Begin at the line below that has "pub fn config(&self)" and stop after the line that has "let event = tokio::select!". Please restate only those lines, word for word.
------------
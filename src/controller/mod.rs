//! Periodic suspend-checkpoint-resume driver for one work unit.
//!
//! The controller restores the directory, starts the work unit and arms a
//! timer. When the timer fires it asks the work unit to suspend, snapshots
//! the directory once the suspend is confirmed, and starts the next cycle.
//! When the work unit finishes on its own the checkpoint is cleared and the
//! controller stops.
//!
//! Decisions are made by the pure [`Lifecycle`] machine; this module only
//! performs the commands it returns. Checkpoint I/O runs synchronously on
//! the controller's task, so the work unit is always paused (or not yet
//! started) while the directory is copied.
//!
//! # Example
//!
//! ```rust,no_run
//! use async_trait::async_trait;
//! use dircheckpoint::controller::{
//!     CompletionHandle, Controller, ControllerConfig, SuspendToken, WorkUnit, WorkUnitError,
//! };
//! use std::time::Duration;
//!
//! struct Crawl {
//!     handle: Option<CompletionHandle>,
//! }
//!
//! #[async_trait]
//! impl WorkUnit for Crawl {
//!     async fn begin(&mut self, _name: &str, done: CompletionHandle) -> Result<(), WorkUnitError> {
//!         self.handle = Some(done);
//!         Ok(())
//!     }
//!
//!     async fn suspend(&mut self, token: SuspendToken) -> Result<(), WorkUnitError> {
//!         if let Some(done) = self.handle.take() {
//!             done.suspended(token);
//!         }
//!         Ok(())
//!     }
//! }
//!
//! # async fn run() -> dircheckpoint::Result<()> {
//! let config = ControllerConfig::new("quotes", "jobs/quotes", Duration::from_secs(600));
//! let report = Controller::new(&config, Crawl { handle: None })?.run().await?;
//! println!("finished after {} checkpoints", report.checkpoints);
//! # Ok(())
//! # }
//! ```

mod config;
mod machine;
mod observer;
mod work_unit;

pub use config::{
    ConfigError, ControllerConfig, ValidatedConfig, JOB_DIR_SETTING, RECOMMENDED_MIN_INTERVAL,
};
pub use machine::{Command, Event, Lifecycle, Phase, StepResult};
pub use observer::{LifecycleEvent, Observer, TracingObserver};
pub use work_unit::{Completion, CompletionHandle, SuspendToken, WorkUnit, WorkUnitError};

use crate::checkpoint;
use crate::core::StateHistory;
use crate::error::{Error, Result};
use std::collections::VecDeque;
use std::sync::Arc;
use std::time::Duration;
use stillwater::Validation;
use tokio::sync::mpsc::{self, UnboundedReceiver};
use tokio::time::{sleep_until, Instant};
use tracing::warn;
use work_unit::Signal;

/// Summary of a controller that ran to natural completion.
#[derive(Clone, Debug)]
pub struct RunReport {
    pub name: String,
    /// Cycles started, including the one that finished
    pub cycles: u64,
    /// Checkpoints committed
    pub checkpoints: u64,
    /// Wall-clock time from the first to the last phase change
    pub elapsed: Option<Duration>,
    pub history: StateHistory<Phase>,
}

/// Drives one work unit through restore, periodic checkpoints and clear.
pub struct Controller<W: WorkUnit> {
    config: ValidatedConfig,
    work: W,
    lifecycle: Lifecycle,
    observer: Arc<dyn Observer>,
}

impl<W: WorkUnit> Controller<W> {
    /// Validate `config` and bind it to `work`. Nothing is restored or
    /// started until [`Controller::run`].
    pub fn new(config: &ControllerConfig, work: W) -> Result<Self> {
        let config = match config.validate() {
            Validation::Success(config) => config,
            Validation::Failure(errors) => return Err(Error::Config(errors)),
        };

        if config.interval < RECOMMENDED_MIN_INTERVAL {
            warn!(
                name = %config.name,
                interval_secs = config.interval.as_secs(),
                "Checkpoint interval is short; every checkpoint copies the whole directory"
            );
        }

        Ok(Self {
            config,
            work,
            lifecycle: Lifecycle::new(),
            observer: Arc::new(TracingObserver),
        })
    }

    /// Replace the default tracing observer.
    pub fn with_observer(mut self, observer: Arc<dyn Observer>) -> Self {
        self.observer = observer;
        self
    }

    pub fn config(&self) -> &ValidatedConfig {
        &self.config
    }

    pub fn lifecycle(&self) -> &Lifecycle {
        &self.lifecycle
    }

    pub fn work_unit(&self) -> &W {
        &self.work
    }

    /// Run cycles until the work unit finishes naturally.
    ///
    /// Any filesystem or work unit error aborts the run. A later run
    /// restores from the last committed checkpoint. A work unit that drops
    /// its [`CompletionHandle`] without reporting ends the run with
    /// [`Error::Disconnected`].
    pub async fn run(mut self) -> Result<RunReport> {
        let mut completions: Option<UnboundedReceiver<Signal>> = None;
        let mut deadline: Option<Instant> = None;
        let mut queue = VecDeque::from([Event::Start]);

        loop {
            while let Some(event) = queue.pop_front() {
                for command in self.dispatch(&event) {
                    let next = self
                        .execute(command, &mut completions, &mut deadline)
                        .await?;
                    queue.extend(next);
                }
            }

            if self.lifecycle.is_final() {
                break;
            }

            let event = tokio::select! {
                () = sleep_until(deadline.unwrap_or_else(Instant::now)), if deadline.is_some() => {
                    deadline = None;
                    Event::TimerExpired { token: SuspendToken::new() }
                }
                signal = next_signal(&mut completions) => match signal {
                    Some(Signal { completion: Completion::Suspended(token), .. }) => {
                        Event::SuspendConfirmed { token }
                    }
                    Some(Signal { cycle, completion: Completion::Finished }) => {
                        Event::WorkFinished { cycle }
                    }
                    None => return Err(Error::Disconnected),
                },
            };
            queue.push_back(event);
        }

        Ok(RunReport {
            name: self.config.name,
            cycles: self.lifecycle.cycle() + 1,
            checkpoints: self.lifecycle.cycle(),
            elapsed: self.lifecycle.history().duration(),
            history: self.lifecycle.history().clone(),
        })
    }

    fn dispatch(&mut self, event: &Event) -> Vec<Command> {
        match self.lifecycle.handle(event) {
            StepResult::Transitioned {
                from,
                to,
                cycle,
                commands,
                ..
            } => {
                self.observer
                    .observe(&LifecycleEvent::Transitioned { from, to, cycle });
                commands
            }
            StepResult::Ignored { reason } => {
                self.observer.observe(&LifecycleEvent::EventIgnored {
                    phase: self.lifecycle.current_phase(),
                    reason,
                });
                Vec::new()
            }
        }
    }

    async fn execute(
        &mut self,
        command: Command,
        completions: &mut Option<UnboundedReceiver<Signal>>,
        deadline: &mut Option<Instant>,
    ) -> Result<Option<Event>> {
        let path = &self.config.path;
        match command {
            Command::Restore => {
                self.observer.observe(&LifecycleEvent::RestoreStarted { path: path.clone() });
                let outcome = checkpoint::restore(path)?;
                self.observer.observe(&LifecycleEvent::Restored {
                    path: path.clone(),
                    outcome,
                });
            }
            Command::Begin { cycle } => {
                // The handle holds the only sender, so the channel closes if
                // the work unit drops it unreported.
                let (tx, rx) = mpsc::unbounded_channel();
                *completions = Some(rx);
                self.work
                    .begin(&self.config.name, CompletionHandle::new(cycle, tx))
                    .await?;
                self.observer.observe(&LifecycleEvent::Began {
                    name: self.config.name.clone(),
                    cycle,
                });
            }
            Command::ArmTimer => {
                *deadline = Some(Instant::now() + self.config.interval);
            }
            Command::Suspend(token) => {
                self.observer.observe(&LifecycleEvent::SuspendRequested {
                    token,
                    cycle: self.lifecycle.cycle(),
                });
                self.work.suspend(token).await?;
            }
            Command::CreateCheckpoint => {
                checkpoint::create(path)?;
                self.observer.observe(&LifecycleEvent::CheckpointCreated {
                    path: path.clone(),
                    cycle: self.lifecycle.cycle(),
                    suppressed: self.lifecycle.suppressed(),
                });
                return Ok(Some(Event::CheckpointCommitted));
            }
            Command::ClearCheckpoint => {
                checkpoint::clear(path)?;
                self.observer
                    .observe(&LifecycleEvent::Cleared { path: path.clone() });
            }
            Command::Stop => {
                *deadline = None;
            }
        }
        Ok(None)
    }
}

async fn next_signal(completions: &mut Option<UnboundedReceiver<Signal>>) -> Option<Signal> {
    match completions {
        Some(rx) => rx.recv().await,
        None => None,
    }
}

/// Run several controllers to completion on the caller's task.
///
/// All controllers share one cooperative scheduler; a checkpoint copy in one
/// of them blocks the others for its duration.
pub async fn run_all<W, I>(controllers: I) -> Result<Vec<RunReport>>
where
    W: WorkUnit,
    I: IntoIterator<Item = Controller<W>>,
{
    futures::future::try_join_all(controllers.into_iter().map(Controller::run)).await
}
------------
- [EXERCISE ANSWER]:
    pub fn config(&self) -> &ValidatedConfig {
        &self.config
    }

    pub fn lifecycle(&self) -> &Lifecycle {
        &self.lifecycle
    }

    pub fn work_unit(&self) -> &W {
        &self.work
    }

    /// Run cycles until the work unit finishes naturally.
    ///
    /// Any filesystem or work unit error aborts the run. A later run
    /// restores from the last committed checkpoint. A work unit that drops
    /// its [`CompletionHandle`] without reporting ends the run with
    /// [`Error::Disconnected`].
    pub async fn run(mut self) -> Result<RunReport> {
        let mut completions: Option<UnboundedReceiver<Signal>> = None;
        let mut deadline: Option<Instant> = None;
        let mut queue = VecDeque::from([Event::Start]);

        loop {
            while let Some(event) = queue.pop_front() {
                for command in self.dispatch(&event) {
                    let next = self
                        .execute(command, &mut completions, &mut deadline)
                        .await?;
                    queue.extend(next);
                }
            }

            if self.lifecycle.is_final() {
                break;
            }

            let event = tokio::select! {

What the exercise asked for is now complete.